Collected data entries
▼

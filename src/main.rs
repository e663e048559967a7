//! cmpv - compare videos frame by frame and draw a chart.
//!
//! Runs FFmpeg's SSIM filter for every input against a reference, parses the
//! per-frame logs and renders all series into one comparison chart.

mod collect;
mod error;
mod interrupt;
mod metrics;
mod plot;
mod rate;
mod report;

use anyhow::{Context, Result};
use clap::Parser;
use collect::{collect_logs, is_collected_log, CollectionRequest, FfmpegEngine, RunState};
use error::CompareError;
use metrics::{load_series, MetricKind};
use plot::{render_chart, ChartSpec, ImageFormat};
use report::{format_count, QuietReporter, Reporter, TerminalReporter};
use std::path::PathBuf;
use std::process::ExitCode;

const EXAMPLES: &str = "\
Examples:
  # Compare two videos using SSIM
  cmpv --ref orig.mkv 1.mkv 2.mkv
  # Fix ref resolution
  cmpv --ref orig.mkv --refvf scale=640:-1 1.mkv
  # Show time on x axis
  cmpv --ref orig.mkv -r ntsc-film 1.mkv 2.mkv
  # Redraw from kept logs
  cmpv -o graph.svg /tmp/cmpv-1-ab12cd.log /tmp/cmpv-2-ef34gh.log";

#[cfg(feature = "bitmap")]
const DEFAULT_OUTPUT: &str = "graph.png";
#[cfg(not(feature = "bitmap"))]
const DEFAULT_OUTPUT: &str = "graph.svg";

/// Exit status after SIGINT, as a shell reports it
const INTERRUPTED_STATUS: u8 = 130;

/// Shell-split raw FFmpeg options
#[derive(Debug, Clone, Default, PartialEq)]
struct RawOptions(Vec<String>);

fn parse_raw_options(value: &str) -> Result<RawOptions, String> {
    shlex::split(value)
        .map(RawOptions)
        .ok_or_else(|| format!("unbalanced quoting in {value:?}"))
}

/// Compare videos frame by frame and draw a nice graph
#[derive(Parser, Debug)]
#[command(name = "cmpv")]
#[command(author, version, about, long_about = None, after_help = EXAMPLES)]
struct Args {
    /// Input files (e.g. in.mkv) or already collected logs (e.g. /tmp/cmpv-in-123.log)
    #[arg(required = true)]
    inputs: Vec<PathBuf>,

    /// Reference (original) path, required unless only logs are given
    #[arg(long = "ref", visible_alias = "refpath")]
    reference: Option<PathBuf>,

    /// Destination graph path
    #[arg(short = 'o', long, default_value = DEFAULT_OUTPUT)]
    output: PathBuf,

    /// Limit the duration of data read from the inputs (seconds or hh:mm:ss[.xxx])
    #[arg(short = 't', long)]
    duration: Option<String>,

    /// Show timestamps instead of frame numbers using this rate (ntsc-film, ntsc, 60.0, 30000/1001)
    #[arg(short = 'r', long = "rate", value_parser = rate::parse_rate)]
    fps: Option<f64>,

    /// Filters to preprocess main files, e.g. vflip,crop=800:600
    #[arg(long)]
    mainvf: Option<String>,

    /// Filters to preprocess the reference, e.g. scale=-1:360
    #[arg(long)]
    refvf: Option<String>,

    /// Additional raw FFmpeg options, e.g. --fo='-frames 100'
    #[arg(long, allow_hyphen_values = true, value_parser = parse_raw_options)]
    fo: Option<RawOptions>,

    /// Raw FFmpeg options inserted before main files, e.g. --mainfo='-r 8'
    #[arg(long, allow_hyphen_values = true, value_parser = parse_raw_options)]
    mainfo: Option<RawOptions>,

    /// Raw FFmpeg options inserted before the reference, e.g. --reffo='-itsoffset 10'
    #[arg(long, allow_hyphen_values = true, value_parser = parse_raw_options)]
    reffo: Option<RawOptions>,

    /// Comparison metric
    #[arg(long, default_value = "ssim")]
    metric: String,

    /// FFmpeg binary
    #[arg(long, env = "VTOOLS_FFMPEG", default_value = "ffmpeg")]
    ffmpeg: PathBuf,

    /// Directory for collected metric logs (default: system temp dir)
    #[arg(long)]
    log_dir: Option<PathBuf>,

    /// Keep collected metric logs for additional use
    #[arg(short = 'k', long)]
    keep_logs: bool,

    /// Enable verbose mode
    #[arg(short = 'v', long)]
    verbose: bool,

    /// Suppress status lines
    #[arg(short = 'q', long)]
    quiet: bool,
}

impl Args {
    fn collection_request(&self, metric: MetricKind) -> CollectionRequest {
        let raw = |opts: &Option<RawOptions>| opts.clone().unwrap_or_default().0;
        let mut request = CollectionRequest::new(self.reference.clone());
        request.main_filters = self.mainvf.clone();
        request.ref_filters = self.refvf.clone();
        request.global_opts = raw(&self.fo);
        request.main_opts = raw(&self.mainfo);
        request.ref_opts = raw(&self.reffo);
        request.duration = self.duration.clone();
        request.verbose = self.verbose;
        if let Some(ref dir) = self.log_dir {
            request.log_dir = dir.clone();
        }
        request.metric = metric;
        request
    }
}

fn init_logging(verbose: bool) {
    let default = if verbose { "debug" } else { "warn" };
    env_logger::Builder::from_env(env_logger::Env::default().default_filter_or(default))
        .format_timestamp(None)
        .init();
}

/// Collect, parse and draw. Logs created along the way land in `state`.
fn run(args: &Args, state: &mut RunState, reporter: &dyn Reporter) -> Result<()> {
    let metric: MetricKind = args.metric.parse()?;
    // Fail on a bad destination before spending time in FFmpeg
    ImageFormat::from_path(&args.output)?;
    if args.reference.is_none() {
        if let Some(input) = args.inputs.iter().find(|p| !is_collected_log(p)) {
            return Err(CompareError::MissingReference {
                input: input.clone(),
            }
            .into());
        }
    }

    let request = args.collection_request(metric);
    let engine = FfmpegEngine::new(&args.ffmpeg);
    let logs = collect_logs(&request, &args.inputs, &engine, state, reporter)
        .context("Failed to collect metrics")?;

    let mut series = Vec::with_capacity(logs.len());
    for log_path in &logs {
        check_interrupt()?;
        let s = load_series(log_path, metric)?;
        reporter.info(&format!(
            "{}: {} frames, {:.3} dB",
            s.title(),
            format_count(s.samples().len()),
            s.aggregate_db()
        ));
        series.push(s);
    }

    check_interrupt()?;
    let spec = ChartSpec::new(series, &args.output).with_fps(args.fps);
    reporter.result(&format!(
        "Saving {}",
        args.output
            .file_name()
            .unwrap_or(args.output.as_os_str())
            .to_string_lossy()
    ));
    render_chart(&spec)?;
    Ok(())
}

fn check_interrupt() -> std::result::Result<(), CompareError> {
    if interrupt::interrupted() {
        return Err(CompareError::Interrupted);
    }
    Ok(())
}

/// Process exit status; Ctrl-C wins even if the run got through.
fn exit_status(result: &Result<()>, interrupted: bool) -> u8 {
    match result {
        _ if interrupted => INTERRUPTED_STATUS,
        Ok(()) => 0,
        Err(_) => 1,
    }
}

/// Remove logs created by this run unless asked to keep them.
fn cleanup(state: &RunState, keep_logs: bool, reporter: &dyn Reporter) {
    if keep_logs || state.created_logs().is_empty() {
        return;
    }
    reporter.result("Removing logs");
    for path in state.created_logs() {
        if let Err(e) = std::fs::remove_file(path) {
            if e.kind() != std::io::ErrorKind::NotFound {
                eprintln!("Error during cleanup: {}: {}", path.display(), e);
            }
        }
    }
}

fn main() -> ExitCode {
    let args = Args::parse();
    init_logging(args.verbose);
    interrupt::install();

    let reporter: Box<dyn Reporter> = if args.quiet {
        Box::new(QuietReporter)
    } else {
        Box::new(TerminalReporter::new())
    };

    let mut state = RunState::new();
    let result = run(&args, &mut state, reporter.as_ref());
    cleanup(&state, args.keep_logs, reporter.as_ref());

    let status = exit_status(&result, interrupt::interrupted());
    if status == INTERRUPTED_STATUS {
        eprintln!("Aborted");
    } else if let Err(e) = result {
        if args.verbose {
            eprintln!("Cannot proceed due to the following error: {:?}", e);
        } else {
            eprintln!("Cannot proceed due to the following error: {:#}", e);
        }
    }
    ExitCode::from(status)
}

▲
▼

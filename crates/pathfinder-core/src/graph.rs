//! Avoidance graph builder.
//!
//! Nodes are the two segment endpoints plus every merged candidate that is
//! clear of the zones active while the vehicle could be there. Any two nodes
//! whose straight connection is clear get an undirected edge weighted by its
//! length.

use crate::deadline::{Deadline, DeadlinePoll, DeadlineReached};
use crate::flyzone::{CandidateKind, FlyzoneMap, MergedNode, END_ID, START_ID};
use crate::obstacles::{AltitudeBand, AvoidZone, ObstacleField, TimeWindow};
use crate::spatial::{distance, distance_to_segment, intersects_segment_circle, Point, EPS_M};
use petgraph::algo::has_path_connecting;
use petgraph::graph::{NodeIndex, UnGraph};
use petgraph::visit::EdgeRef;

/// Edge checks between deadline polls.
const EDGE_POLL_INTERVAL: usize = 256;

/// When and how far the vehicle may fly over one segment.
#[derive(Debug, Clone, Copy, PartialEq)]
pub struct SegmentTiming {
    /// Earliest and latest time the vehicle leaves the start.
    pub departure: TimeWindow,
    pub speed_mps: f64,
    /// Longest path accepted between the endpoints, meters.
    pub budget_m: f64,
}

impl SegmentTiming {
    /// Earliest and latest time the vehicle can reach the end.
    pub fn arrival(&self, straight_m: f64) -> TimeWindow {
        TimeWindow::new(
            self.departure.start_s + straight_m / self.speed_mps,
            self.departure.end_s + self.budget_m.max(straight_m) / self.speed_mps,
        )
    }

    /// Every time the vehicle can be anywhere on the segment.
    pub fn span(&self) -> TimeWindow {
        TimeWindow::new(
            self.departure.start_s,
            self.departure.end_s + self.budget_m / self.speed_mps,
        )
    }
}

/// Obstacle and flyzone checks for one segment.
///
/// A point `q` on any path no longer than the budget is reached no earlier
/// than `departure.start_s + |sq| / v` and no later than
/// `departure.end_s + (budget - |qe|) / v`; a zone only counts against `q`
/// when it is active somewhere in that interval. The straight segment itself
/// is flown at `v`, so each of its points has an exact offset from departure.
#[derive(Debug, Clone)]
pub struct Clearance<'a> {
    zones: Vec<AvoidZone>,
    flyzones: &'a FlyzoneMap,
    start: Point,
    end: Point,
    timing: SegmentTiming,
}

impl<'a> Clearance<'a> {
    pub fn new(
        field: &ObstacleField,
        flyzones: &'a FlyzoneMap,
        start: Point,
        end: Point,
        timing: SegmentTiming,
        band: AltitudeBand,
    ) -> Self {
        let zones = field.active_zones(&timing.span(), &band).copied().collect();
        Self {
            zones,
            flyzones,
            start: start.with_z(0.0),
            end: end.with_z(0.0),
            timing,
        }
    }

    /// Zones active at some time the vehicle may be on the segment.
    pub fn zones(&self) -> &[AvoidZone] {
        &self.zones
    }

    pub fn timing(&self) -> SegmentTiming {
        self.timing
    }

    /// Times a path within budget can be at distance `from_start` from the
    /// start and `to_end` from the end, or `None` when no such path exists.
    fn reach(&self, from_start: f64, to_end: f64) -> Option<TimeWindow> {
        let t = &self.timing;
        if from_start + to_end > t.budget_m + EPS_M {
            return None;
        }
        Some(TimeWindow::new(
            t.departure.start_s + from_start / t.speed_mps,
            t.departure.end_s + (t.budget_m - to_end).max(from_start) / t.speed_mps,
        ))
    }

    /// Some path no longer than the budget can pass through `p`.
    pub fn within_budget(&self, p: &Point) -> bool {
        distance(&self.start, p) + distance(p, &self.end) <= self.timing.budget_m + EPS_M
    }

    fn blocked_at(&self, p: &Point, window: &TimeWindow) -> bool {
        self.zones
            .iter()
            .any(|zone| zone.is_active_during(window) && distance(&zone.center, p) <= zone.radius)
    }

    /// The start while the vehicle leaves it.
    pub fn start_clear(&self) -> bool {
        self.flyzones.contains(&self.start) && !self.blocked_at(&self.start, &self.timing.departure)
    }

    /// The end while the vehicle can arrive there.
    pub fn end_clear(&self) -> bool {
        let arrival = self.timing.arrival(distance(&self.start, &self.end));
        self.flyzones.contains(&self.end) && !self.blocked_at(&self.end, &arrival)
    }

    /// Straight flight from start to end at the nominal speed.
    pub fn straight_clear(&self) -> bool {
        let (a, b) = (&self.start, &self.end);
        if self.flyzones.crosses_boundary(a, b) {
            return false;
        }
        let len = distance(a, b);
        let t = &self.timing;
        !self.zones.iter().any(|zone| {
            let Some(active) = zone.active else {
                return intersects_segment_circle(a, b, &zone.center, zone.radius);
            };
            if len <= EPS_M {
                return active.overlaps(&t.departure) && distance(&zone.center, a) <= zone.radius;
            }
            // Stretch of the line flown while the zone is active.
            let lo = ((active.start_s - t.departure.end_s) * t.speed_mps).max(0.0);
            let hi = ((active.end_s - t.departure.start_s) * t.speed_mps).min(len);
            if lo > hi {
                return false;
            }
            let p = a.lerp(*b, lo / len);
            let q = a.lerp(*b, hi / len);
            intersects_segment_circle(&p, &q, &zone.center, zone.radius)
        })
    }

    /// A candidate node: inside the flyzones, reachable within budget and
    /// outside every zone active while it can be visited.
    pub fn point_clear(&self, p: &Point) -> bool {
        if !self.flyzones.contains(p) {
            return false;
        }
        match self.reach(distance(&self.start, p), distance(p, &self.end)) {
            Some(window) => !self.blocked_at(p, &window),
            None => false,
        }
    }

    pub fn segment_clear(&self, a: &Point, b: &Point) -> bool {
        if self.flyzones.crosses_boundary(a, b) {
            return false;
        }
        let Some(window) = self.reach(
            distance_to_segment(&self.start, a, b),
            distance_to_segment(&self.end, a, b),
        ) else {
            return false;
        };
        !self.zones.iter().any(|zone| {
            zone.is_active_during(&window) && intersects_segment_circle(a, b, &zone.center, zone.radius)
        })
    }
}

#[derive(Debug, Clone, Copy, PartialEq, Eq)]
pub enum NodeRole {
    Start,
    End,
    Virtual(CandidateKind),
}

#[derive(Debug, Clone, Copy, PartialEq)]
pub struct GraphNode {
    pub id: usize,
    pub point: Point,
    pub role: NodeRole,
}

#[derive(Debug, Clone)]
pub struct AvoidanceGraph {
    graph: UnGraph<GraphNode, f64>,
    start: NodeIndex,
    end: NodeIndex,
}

▲
▼

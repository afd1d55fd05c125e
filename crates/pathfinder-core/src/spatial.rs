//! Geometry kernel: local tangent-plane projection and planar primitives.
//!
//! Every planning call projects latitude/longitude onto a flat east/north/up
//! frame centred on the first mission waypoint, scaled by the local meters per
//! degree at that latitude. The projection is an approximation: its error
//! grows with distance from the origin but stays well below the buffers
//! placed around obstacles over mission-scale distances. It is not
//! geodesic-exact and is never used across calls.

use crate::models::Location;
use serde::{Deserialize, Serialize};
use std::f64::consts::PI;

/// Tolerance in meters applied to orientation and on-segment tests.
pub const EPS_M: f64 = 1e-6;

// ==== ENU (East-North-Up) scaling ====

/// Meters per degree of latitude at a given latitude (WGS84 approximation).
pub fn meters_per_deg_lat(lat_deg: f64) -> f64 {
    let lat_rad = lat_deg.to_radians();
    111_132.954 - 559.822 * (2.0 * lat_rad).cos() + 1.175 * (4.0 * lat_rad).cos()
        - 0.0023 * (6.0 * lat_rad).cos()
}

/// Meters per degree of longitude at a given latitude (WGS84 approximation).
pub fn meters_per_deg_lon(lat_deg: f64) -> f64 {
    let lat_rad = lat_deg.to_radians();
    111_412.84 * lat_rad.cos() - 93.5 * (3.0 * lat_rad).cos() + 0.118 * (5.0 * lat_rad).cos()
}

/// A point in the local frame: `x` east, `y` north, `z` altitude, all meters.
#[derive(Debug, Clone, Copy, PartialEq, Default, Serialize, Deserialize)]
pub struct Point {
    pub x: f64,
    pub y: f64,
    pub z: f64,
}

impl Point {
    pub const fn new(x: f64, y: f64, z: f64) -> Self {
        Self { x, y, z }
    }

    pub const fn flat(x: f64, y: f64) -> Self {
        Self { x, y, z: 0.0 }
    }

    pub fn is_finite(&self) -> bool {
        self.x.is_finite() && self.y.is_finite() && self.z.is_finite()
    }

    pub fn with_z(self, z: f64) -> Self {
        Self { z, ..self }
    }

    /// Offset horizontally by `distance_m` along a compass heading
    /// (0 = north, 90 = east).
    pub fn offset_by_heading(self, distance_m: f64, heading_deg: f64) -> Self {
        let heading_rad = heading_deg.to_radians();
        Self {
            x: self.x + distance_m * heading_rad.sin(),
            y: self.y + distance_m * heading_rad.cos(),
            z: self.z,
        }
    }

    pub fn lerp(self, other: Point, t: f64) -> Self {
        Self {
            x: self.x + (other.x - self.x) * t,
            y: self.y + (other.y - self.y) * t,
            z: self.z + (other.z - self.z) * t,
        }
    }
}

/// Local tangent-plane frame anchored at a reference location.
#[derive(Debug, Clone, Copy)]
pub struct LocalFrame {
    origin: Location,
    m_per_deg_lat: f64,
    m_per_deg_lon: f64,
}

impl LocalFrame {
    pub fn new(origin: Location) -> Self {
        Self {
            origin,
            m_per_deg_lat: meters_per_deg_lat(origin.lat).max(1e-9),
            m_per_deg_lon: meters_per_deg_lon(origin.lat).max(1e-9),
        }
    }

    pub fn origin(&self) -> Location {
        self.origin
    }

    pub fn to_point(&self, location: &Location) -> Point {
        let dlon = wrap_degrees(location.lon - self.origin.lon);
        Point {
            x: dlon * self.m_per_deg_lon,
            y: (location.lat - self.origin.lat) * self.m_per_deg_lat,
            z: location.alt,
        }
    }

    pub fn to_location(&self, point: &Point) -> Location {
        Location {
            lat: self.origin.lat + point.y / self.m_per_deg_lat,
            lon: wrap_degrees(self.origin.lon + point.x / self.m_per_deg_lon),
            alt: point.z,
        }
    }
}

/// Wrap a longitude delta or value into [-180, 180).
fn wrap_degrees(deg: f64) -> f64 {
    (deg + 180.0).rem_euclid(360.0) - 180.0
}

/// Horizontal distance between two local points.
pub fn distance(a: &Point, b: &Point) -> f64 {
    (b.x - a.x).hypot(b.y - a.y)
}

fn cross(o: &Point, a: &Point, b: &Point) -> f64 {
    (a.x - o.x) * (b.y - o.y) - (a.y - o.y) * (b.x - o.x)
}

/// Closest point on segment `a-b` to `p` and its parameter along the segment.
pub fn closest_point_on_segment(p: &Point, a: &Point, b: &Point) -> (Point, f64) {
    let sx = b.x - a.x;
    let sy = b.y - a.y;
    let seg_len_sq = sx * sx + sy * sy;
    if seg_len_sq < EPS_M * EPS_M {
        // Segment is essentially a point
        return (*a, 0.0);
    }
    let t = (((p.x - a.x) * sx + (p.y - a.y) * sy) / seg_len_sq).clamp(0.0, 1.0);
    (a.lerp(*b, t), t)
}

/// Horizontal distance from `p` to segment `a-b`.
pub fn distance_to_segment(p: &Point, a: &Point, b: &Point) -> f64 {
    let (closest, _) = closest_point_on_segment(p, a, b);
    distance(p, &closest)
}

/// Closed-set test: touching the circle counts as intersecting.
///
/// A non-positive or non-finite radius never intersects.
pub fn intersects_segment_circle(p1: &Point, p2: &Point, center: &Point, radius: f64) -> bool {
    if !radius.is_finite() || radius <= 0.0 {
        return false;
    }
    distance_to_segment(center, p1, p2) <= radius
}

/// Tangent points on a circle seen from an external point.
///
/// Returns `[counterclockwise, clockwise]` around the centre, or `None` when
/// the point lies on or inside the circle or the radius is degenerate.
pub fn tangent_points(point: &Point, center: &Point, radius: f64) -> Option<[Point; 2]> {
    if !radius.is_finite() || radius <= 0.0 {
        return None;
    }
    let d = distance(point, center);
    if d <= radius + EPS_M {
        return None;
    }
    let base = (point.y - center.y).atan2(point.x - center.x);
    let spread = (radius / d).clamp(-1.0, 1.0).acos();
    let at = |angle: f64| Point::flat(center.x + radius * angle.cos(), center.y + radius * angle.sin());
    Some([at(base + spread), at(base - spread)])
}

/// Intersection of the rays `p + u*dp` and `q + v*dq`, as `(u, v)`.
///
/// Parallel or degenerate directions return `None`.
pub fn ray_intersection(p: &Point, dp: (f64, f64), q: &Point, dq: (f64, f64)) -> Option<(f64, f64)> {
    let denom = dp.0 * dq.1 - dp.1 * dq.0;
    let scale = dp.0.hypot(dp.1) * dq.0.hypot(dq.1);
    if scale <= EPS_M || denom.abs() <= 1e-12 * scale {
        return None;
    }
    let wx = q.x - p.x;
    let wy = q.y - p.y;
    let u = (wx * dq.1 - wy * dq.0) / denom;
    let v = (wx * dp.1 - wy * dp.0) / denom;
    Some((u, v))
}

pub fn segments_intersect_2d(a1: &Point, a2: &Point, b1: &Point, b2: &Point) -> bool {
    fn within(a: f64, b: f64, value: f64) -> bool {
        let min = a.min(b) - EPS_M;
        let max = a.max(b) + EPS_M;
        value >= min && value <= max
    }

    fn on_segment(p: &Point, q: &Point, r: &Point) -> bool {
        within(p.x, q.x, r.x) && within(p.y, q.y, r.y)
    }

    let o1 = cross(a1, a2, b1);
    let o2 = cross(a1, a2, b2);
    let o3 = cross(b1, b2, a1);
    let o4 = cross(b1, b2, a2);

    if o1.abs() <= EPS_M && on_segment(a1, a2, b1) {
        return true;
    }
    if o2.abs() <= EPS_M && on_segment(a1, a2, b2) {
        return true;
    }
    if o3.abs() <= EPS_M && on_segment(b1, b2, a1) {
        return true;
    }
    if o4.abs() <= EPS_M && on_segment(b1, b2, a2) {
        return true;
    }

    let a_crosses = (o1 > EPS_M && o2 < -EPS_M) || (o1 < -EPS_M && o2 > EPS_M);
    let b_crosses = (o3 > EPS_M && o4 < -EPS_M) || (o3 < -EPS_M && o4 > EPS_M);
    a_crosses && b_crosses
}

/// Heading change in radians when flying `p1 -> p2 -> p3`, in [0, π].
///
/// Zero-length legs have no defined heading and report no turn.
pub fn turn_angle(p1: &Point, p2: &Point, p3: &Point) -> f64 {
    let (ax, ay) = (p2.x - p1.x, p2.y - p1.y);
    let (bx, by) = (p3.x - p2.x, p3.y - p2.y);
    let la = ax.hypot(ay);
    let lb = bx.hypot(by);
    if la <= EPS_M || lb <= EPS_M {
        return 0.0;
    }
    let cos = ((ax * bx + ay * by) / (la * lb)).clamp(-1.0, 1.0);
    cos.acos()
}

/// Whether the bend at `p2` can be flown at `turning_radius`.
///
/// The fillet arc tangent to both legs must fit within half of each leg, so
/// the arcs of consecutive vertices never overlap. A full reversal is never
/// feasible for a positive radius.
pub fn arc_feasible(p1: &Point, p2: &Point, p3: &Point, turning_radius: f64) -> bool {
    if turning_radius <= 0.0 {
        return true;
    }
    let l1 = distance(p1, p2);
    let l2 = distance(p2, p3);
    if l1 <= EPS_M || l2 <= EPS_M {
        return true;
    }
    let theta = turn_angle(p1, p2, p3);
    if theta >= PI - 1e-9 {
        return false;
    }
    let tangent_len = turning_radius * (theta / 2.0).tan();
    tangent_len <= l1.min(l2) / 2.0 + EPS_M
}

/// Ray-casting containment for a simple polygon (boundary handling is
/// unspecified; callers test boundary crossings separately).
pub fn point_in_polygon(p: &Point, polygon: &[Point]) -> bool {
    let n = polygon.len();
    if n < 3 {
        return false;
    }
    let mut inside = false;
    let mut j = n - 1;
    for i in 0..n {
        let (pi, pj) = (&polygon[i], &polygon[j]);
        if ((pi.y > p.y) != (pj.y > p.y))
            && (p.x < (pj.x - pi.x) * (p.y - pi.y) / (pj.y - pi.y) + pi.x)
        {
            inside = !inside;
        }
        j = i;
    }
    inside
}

▲

* [YOUR TASK] In the entries above, work out how many lines contain the string "ExitCode", and give only that number.

* [SOLVED EXERCISE] 3